Advance Review and Artist Spotlight - Astralingua: Safe Passage

(Photo Credit: Lisa Siciliano)

Safe Passage Advance Review

There is something almost classical about Astralingua's sound, perhaps it's their use of strings on "Plunge" the lead track of their new album Safe Passage, or the delicate backing they provide in the almost ethereal "Visitor". This nod to the classical is only one part of Astralingua's complex sound. While they have classical tendencies, they also have a sound that is heavily influenced by folk. The use of acoustics and delicate harmonization in tracks like "Sweet Dreams" reminds of acts like Bon Iver, Iron and Wine, or Fleet Foxes. At times, Astralingua's sound can veer toward the psychedelic or the surreal with instrumental tracks like "The Nimble Men" and "Phantoms" that evoke memories of Pink Floyd's more grandiose offerings. They masterfully fuse their folk and psychedelic roots with tracks like "Space Blues". With their track "NSA" Astralingua emphasize vocals as the highlight, while still mixing folk, classical and, psychedelic stylings. The ending result is a five minute track that feels almost like an opera in it's musical movements, it's well done. With "A Poison Tree" Astralingua gives us their most traditionally formatted track of the album thus far. It again evokes comps to the aforementioned groups. With this track Astralingua go less psychedelic and air more toward the folk and classical. In "The Troubled Road" the group again blends psychedelia with folk.

Closing Thoughts

Astralingua's Safe Passage is a collection of understated songs that meticulously blend folk, classical, with a dash of psychedelia.
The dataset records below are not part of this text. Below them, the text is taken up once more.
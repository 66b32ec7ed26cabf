//! Scripted backend for unit tests: replies are queued per shape and every
//! prompt is recorded.

use std::collections::{HashMap, VecDeque};
use std::sync::Mutex;
use std::time::Duration;

use async_trait::async_trait;
use serde_json::Value;

use super::{LanguageModel, Shape, TypedGeneration};
use crate::error::TutorError;

pub(crate) struct ScriptedModel {
  typed_capable: bool,
  delay: Option<Duration>,
  text: Mutex<VecDeque<Result<String, TutorError>>>,
  queued: Mutex<HashMap<Shape, VecDeque<Result<Value, TutorError>>>>,
  always: HashMap<Shape, Value>,
  calls: Mutex<Vec<(Option<Shape>, String)>>,
}

impl ScriptedModel {
  /// Backend with structured generation (on-device).
  pub fn on_device() -> Self {
    Self::build(true)
  }

  /// Backend without structured generation (cloud).
  pub fn cloud() -> Self {
    Self::build(false)
  }

  fn build(typed_capable: bool) -> Self {
    Self {
      typed_capable,
      delay: None,
      text: Mutex::new(VecDeque::new()),
      queued: Mutex::new(HashMap::new()),
      always: HashMap::new(),
      calls: Mutex::new(Vec::new()),
    }
  }

  pub fn with_delay(mut self, delay: Duration) -> Self {
    self.delay = Some(delay);
    self
  }

  pub fn then_text(self, reply: Result<&str, TutorError>) -> Self {
    self.text.lock().unwrap().push_back(reply.map(str::to_string));
    self
  }

  pub fn then_typed(self, shape: Shape, reply: Result<Value, TutorError>) -> Self {
    self.queued.lock().unwrap().entry(shape).or_default().push_back(reply);
    self
  }

  /// Reply used for `shape` once its queue is empty.
  pub fn always_typed(mut self, shape: Shape, reply: Value) -> Self {
    self.always.insert(shape, reply);
    self
  }

  pub fn calls_for(&self, shape: Shape) -> usize {
    self.calls.lock().unwrap().iter().filter(|(s, _)| *s == Some(shape)).count()
  }

  pub fn text_calls(&self) -> usize {
    self.calls.lock().unwrap().iter().filter(|(s, _)| s.is_none()).count()
  }

  pub fn prompts_for(&self, shape: Shape) -> Vec<String> {
    self.calls.lock().unwrap().iter().filter(|(s, _)| *s == Some(shape)).map(|(_, p)| p.clone()).collect()
  }

  pub fn text_prompts(&self) -> Vec<String> {
    self.calls.lock().unwrap().iter().filter(|(s, _)| s.is_none()).map(|(_, p)| p.clone()).collect()
  }

  async fn pause(&self) {
    if let Some(d) = self.delay {
      tokio::time::sleep(d).await;
    }
  }
}

#[async_trait]
impl LanguageModel for ScriptedModel {
  fn name(&self) -> &str {
    "scripted"
  }

  async fn invoke(&self, prompt: &str) -> Result<String, TutorError> {
    self.calls.lock().unwrap().push((None, prompt.to_string()));
    self.pause().await;
    let next = self.text.lock().unwrap().pop_front();
    next.unwrap_or_else(|| Err(TutorError::Backend("no scripted text reply".into())))
  }

  fn typed(&self) -> Option<&dyn TypedGeneration> {
    if self.typed_capable { Some(self) } else { None }
  }
}

#[async_trait]
impl TypedGeneration for ScriptedModel {
  async fn invoke_typed(&self, prompt: &str, shape: Shape) -> Result<Value, TutorError> {
    self.calls.lock().unwrap().push((Some(shape), prompt.to_string()));
    self.pause().await;
    let next = self.queued.lock().unwrap().get_mut(&shape).and_then(VecDeque::pop_front);
    match next {
      Some(reply) => reply,
      None => self
        .always
        .get(&shape)
        .cloned()
        .ok_or_else(|| TutorError::Backend(format!("no scripted reply for {shape}"))),
    }
  }
}
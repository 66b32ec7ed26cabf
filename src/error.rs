//! Error taxonomy surfaced by the tutoring core.
//!
//! The host layer pattern-matches on these kinds to pick recovery UI
//! (prompt for a credential, offer a backend switch, ...). `Extraction` is an
//! internal signal only: orchestrators always convert it into a degraded
//! result or a task-specific terminal error before returning.

use thiserror::Error;

/// Capability-level failures of the on-device structured generator.
#[derive(Debug, Clone, PartialEq, Eq, Error)]
pub enum CapabilityFailure {
  /// The model declined to produce content (safety / guardrail refusal).
  #[error("on-device model refused the request: {0}")]
  SafetyRefusal(String),

  /// Prompt plus output did not fit the model's context window.
  #[error("on-device model context window exceeded: {0}")]
  ContextOverflow(String),

  /// The local generation capability is not reachable or not loaded.
  #[error("on-device model unavailable: {0}")]
  Unavailable(String),
}

#[derive(Debug, Clone, PartialEq, Eq, Error)]
pub enum TutorError {
  /// Cloud backend selected but no usable credential configured.
  #[error("cloud backend selected but no API key is configured")]
  MissingCredential,

  /// Provider reported exhausted quota.
  #[error("provider quota exceeded: {0}")]
  QuotaExceeded(String),

  /// Opaque provider-side failure.
  #[error("backend error: {0}")]
  Backend(String),

  /// Network-level failure talking to the provider.
  #[error("transport error: {0}")]
  Transport(String),

  /// On-device generation capability failed.
  #[error(transparent)]
  Capability(#[from] CapabilityFailure),

  /// All parse strategies failed or a typed response did not match its shape.
  #[error("could not extract a structured result: {0}")]
  Extraction(String),

  /// Invalid backend selection or configuration.
  #[error("configuration error: {0}")]
  Config(String),
}

impl TutorError {
  /// Failures that exam batching absorbs by shrinking the batch and retrying.
  /// Credential, quota and transport failures are never retried by the core.
  pub fn is_retryable_in_batch(&self) -> bool {
    matches!(
      self,
      TutorError::Backend(_) | TutorError::Capability(_) | TutorError::Extraction(_)
    )
  }

  /// Stable identifier used by the HTTP/WebSocket surface.
  pub fn kind(&self) -> &'static str {
    match self {
      TutorError::MissingCredential => "missing_credential",
      TutorError::QuotaExceeded(_) => "quota_exceeded",
      TutorError::Backend(_) => "backend_error",
      TutorError::Transport(_) => "transport_error",
      TutorError::Capability(CapabilityFailure::SafetyRefusal(_)) => "safety_refusal",
      TutorError::Capability(CapabilityFailure::ContextOverflow(_)) => "context_overflow",
      TutorError::Capability(CapabilityFailure::Unavailable(_)) => "model_unavailable",
      TutorError::Extraction(_) => "extraction_failure",
      TutorError::Config(_) => "config_error",
    }
  }
}

impl From<reqwest::Error> for TutorError {
  fn from(err: reqwest::Error) -> Self {
    if err.is_timeout() {
      TutorError::Transport(format!("request timed out: {err}"))
    } else {
      TutorError::Transport(err.to_string())
    }
  }
}
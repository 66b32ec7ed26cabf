//! Router assembly: HTTP endpoints, WebSocket upgrade, CORS, HTTP tracing and
//! the mapping from tutor errors to HTTP responses.

use std::sync::Arc;

use axum::{
    http::StatusCode,
    response::{IntoResponse, Response},
    routing::{get, post},
    Json, Router,
};
use tower_http::{
    cors::{Any, CorsLayer},
    trace::{DefaultMakeSpan, DefaultOnRequest, DefaultOnResponse, TraceLayer},
};
use tracing::{warn, Level};

use crate::error::TutorError;
use crate::protocol::ErrorOut;
use crate::state::AppState;

pub mod http;
pub mod ws;

/// Build the application router with:
/// - WebSocket at `/ws`
/// - REST-ish API under `/api/v1/...`
/// - CORS (allow any origin/method/headers); adjust for production if needed
/// - HTTP trace layer (per-request spans w/ method, path, status, latency)
pub fn build_router(state: Arc<AppState>) -> Router {
    Router::new()
        // WebSocket
        .route("/ws", get(ws::ws_upgrade))
        // HTTP API
        .route("/api/v1/health", get(http::http_health))
        .route("/api/v1/lookup", post(http::http_post_lookup))
        .route("/api/v1/exam", post(http::http_post_exam))
        .route("/api/v1/evaluate", post(http::http_post_evaluate))
        .route(
            "/api/v1/settings/backend",
            get(http::http_get_backend).put(http::http_put_backend),
        )
        .route("/api/v1/models", get(http::http_get_models))
        // State + CORS + HTTP tracing
        .with_state(state)
        .layer(
            CorsLayer::new()
                .allow_origin(Any)
                .allow_methods(Any)
                .allow_headers(Any),
        )
        .layer(
            TraceLayer::new_for_http()
                .make_span_with(DefaultMakeSpan::new().level(Level::INFO))
                .on_request(DefaultOnRequest::new().level(Level::INFO))
                .on_response(DefaultOnResponse::new().level(Level::INFO)),
        )
}

/// HTTP status for each error kind.
pub fn status_for(e: &TutorError) -> StatusCode {
    match e {
        TutorError::MissingCredential => StatusCode::UNAUTHORIZED,
        TutorError::QuotaExceeded(_) => StatusCode::TOO_MANY_REQUESTS,
        TutorError::Backend(_) | TutorError::Transport(_) | TutorError::Capability(_) => StatusCode::BAD_GATEWAY,
        TutorError::Config(_) => StatusCode::BAD_REQUEST,
        TutorError::Extraction(_) => StatusCode::INTERNAL_SERVER_ERROR,
    }
}

/// Handler error wrapper; renders `{"error": kind, "message": text}`.
#[derive(Debug)]
pub struct ApiError(pub TutorError);

impl From<TutorError> for ApiError {
    fn from(e: TutorError) -> Self {
        ApiError(e)
    }
}

impl IntoResponse for ApiError {
    fn into_response(self) -> Response {
        let status = status_for(&self.0);
        warn!(target: "vocab_tutor", %status, kind = self.0.kind(), error = %self.0, "Request failed");
        (status, Json(ErrorOut { error: self.0.kind(), message: self.0.to_string() })).into_response()
    }
}
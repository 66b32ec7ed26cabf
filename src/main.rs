//! Vocab Tutor · LLM orchestration host
//!
//! - Axum HTTP + WebSocket API over the tutoring core
//! - On-device model server or Gemini, switchable at runtime
//!
//! Important env variables:
//!   PORT              : u16 (default 3000)
//!   TUTOR_CONFIG_PATH : path to TOML config (prompts, backend, endpoints)
//!   TUTOR_BACKEND     : initial backend id ("local", "gemini-1.5-flash", ...)
//!   GEMINI_API_KEY    : credential for the cloud backends
//!   GEMINI_BASE_URL   : default "https://generativelanguage.googleapis.com/v1beta"
//!   LOCAL_MODEL_URL   : default "http://127.0.0.1:11434"
//!   LOCAL_MODEL       : default "llama3.2:3b"
//!   LOG_LEVEL         : tracing filter, e.g. "debug" or full directives
//!   LOG_FORMAT        : "pretty" (default) or "json"

use std::{net::SocketAddr, sync::Arc};
use tokio::net::TcpListener;
use tracing::{info, instrument};

use vocab_tutor::routes::build_router;
use vocab_tutor::state::AppState;
use vocab_tutor::telemetry;

#[instrument(level = "info", skip_all)]
#[tokio::main]
async fn main() -> Result<(), Box<dyn std::error::Error>> {
  telemetry::init_tracing();

  // Build shared application state (config, model clients, backend selection).
  let state = Arc::new(AppState::from_env()?);

  // Build the HTTP router with routes, CORS and tracing layers.
  let app = build_router(state);

  // Read port from env or default to 3000.
  let addr: SocketAddr = std::env::var("PORT")
    .ok()
    .and_then(|p| p.parse::<u16>().ok())
    .map(|port| SocketAddr::from(([0, 0, 0, 0], port)))
    .unwrap_or_else(|| SocketAddr::from(([0, 0, 0, 0], 3000)));

  let listener = TcpListener::bind(addr).await?;
  info!(target: "vocab_tutor", %addr, "HTTP server listening");
  axum::serve(listener, app)
    .with_graceful_shutdown(shutdown_signal())
    .await?;
  Ok(())
}

async fn shutdown_signal() {
  if let Err(e) = tokio::signal::ctrl_c().await {
    tracing::error!(target: "vocab_tutor", error = %e, "Failed to listen for shutdown signal");
    return;
  }
  info!(target: "vocab_tutor", "Shutdown signal received");
}
//! Task orchestrators. Each entry point branches once on the backend's
//! typed-generation capability: typed backends go through the self-critique
//! loop, plain-text backends get a single call plus structured extraction.

pub mod exam;
pub mod grading;
pub mod lookup;

pub use exam::{generate_exam, Worklist};
pub use grading::{evaluate_answer, fallback_grade};
pub use lookup::lookup;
If you're looking for a banger, you're not going to find it here. However, if you can appreciate subtly and how delicate technique can produce moving, brooding, and emotional music then you're going to like what you hear from Astralingua.

Rating 4/5

Safe Passage can be pre-ordered here!

Advance Review - Astralingua: Safe Passage

1. How did you come to pursue music and how long have you been at it?

"When I was 11 years old, I found myself alone at my grandfather's house. Looking for something to do, I wandered into the back den where there was an old upright grand piano that was horribly out of tune and likely hadn't been played in years. I sat down on the stool, opened the lid, and though I had never had a piano lesson in my life, stuck my fingers on the keys and began playing. At first, a lot of it was just noise and exploration, but over maybe a half hour, I wrote a short sonata-type piece. Up to that point nothing had, and since that day nothing has, given me greater joy. I've continued composing music ever since, but it wasn't until my freshman year in college that I realized that it must be my life's work and made it my first priority."

2. Could you walk us through your process of writing music?

"Sometimes I do hear a motif in my head out of the blue, but most things usually begin with experimentation on the guitar or piano. There's no intention at all, just fiddling around, trying out ideas, concepts, chord shapes. If I stumble upon something that's interesting, that seems to want to be developed further, I work on it backwards and forwards. A song structure slowly emerges, as does the basic melody and harmony. For me, musical works have a beginning, middle, and end, and seek balance, like an equation.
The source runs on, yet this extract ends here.